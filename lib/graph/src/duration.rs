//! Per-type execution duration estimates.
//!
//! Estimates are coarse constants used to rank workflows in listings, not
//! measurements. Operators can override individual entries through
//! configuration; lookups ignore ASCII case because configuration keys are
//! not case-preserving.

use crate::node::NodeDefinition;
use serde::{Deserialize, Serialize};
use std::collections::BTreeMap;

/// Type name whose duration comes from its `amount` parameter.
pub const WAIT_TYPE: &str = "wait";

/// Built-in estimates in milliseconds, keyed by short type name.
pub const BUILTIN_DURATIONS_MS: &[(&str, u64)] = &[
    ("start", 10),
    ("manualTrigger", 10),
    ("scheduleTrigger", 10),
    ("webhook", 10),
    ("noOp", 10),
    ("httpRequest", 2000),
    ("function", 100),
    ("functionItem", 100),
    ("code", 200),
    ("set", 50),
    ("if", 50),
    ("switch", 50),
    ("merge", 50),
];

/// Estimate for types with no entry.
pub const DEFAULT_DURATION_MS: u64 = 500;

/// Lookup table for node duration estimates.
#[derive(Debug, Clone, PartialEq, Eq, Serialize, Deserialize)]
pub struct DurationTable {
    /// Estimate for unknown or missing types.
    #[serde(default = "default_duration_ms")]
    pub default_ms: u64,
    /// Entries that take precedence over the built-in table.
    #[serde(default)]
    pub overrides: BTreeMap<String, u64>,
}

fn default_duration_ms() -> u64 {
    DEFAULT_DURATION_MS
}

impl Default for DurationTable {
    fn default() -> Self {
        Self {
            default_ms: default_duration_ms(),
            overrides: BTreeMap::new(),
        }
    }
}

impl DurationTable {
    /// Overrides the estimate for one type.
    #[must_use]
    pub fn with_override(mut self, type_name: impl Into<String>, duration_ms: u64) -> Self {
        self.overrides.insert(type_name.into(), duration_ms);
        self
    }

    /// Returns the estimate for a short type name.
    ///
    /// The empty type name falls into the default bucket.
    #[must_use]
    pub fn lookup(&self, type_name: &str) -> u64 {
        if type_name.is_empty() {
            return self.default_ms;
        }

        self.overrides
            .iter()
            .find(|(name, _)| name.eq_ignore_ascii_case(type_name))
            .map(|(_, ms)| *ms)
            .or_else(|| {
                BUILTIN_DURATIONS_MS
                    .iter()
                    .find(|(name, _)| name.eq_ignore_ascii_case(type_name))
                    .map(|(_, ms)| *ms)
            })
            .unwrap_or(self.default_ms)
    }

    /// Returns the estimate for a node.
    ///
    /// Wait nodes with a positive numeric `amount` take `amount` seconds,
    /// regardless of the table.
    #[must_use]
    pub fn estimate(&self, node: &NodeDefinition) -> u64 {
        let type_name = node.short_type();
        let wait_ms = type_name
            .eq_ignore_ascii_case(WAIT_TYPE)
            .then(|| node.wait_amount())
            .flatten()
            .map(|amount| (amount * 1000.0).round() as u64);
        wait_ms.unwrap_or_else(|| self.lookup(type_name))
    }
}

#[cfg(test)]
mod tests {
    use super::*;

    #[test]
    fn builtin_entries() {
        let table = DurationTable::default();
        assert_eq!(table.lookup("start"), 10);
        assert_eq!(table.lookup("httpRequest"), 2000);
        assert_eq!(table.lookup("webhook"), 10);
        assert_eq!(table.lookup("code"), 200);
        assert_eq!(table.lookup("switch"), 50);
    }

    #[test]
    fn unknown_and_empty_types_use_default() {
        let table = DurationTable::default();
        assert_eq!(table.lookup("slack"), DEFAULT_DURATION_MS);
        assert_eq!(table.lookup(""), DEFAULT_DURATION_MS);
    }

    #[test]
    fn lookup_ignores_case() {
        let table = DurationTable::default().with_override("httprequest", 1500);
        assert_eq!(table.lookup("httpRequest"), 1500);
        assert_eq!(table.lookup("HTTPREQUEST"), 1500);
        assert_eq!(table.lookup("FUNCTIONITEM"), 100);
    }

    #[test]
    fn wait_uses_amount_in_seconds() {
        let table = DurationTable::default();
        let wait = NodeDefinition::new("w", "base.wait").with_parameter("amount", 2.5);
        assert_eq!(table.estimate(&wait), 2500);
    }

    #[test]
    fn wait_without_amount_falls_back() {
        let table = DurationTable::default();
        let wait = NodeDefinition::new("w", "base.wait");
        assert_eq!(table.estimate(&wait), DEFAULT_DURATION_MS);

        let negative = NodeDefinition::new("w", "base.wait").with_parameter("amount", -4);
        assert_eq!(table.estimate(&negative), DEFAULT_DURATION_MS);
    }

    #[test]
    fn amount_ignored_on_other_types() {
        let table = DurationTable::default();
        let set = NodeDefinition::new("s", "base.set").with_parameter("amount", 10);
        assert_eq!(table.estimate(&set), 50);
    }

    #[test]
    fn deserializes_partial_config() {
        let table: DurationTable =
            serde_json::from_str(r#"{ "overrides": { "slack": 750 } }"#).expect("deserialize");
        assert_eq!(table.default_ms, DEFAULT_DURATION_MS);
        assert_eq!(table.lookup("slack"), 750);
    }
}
--
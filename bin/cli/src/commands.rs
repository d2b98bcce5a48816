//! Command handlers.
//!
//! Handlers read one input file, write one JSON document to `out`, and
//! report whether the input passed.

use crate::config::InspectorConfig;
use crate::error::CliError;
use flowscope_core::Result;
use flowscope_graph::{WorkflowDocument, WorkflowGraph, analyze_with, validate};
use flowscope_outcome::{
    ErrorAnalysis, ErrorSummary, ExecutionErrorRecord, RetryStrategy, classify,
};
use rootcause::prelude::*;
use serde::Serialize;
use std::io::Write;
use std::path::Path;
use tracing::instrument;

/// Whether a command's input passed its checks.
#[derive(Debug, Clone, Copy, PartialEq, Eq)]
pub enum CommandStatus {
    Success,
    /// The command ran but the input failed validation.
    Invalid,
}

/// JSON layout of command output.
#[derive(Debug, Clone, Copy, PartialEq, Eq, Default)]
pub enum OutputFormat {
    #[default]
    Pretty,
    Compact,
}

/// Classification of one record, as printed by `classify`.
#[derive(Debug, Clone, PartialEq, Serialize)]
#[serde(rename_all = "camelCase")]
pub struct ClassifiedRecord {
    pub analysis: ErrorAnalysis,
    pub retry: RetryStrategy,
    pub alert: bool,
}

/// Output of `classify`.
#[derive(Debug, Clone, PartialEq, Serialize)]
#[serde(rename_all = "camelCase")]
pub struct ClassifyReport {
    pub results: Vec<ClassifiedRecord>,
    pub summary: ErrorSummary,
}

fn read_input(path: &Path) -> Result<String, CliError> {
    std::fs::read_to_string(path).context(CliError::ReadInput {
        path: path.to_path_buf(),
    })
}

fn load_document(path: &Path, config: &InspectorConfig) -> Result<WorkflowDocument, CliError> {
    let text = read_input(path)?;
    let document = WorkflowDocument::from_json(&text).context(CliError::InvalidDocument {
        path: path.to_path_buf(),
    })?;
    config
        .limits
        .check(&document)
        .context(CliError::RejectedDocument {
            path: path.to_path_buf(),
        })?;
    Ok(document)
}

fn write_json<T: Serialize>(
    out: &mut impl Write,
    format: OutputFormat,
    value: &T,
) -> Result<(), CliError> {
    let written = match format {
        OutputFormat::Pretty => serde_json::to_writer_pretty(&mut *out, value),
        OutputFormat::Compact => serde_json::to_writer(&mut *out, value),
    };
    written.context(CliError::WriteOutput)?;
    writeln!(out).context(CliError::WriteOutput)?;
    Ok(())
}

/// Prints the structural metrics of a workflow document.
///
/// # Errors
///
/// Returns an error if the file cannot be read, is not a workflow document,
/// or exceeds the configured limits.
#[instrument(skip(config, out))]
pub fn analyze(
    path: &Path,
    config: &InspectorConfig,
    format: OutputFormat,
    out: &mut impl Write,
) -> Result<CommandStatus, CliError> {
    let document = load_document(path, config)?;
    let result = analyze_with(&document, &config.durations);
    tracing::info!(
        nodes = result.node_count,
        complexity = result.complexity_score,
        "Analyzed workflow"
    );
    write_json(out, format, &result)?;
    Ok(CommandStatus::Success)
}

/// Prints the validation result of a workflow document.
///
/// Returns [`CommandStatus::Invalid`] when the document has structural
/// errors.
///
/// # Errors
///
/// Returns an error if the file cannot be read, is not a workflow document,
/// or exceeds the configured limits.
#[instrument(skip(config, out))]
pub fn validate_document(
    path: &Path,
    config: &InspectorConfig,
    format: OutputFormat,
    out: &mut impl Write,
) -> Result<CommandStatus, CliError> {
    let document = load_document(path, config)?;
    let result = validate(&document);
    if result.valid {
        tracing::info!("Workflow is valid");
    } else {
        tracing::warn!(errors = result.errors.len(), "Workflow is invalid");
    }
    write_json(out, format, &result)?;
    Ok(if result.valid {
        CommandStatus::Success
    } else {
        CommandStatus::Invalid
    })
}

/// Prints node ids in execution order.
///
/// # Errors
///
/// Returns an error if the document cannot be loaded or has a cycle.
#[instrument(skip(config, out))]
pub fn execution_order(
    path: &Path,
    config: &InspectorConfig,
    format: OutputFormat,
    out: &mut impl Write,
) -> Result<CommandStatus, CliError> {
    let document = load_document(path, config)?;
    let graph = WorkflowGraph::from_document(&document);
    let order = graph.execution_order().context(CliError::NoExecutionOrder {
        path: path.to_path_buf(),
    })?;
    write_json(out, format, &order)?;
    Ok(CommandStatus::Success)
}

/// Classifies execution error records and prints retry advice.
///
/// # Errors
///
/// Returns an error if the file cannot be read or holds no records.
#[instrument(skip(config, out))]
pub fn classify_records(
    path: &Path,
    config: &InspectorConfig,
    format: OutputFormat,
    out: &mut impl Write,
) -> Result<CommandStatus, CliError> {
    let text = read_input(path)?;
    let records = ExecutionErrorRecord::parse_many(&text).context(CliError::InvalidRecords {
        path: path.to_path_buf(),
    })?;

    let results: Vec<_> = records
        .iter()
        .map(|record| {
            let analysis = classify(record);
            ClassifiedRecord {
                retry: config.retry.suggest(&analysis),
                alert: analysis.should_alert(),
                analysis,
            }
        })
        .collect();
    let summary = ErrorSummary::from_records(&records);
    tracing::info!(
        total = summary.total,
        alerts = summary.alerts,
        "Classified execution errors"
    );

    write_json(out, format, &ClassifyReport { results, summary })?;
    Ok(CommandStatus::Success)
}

- _Problem description_:
Take the line above containing "filename lib/graph/src/duration.rs", the line containing "individual entries through", and all lines in between, and copy them exactly without anything else.

- _Task output_:
filename lib/graph/src/duration.rs
//! Per-type execution duration estimates.
//!
//! Estimates are coarse constants used to rank workflows in listings, not
//! measurements. Operators can override individual entries through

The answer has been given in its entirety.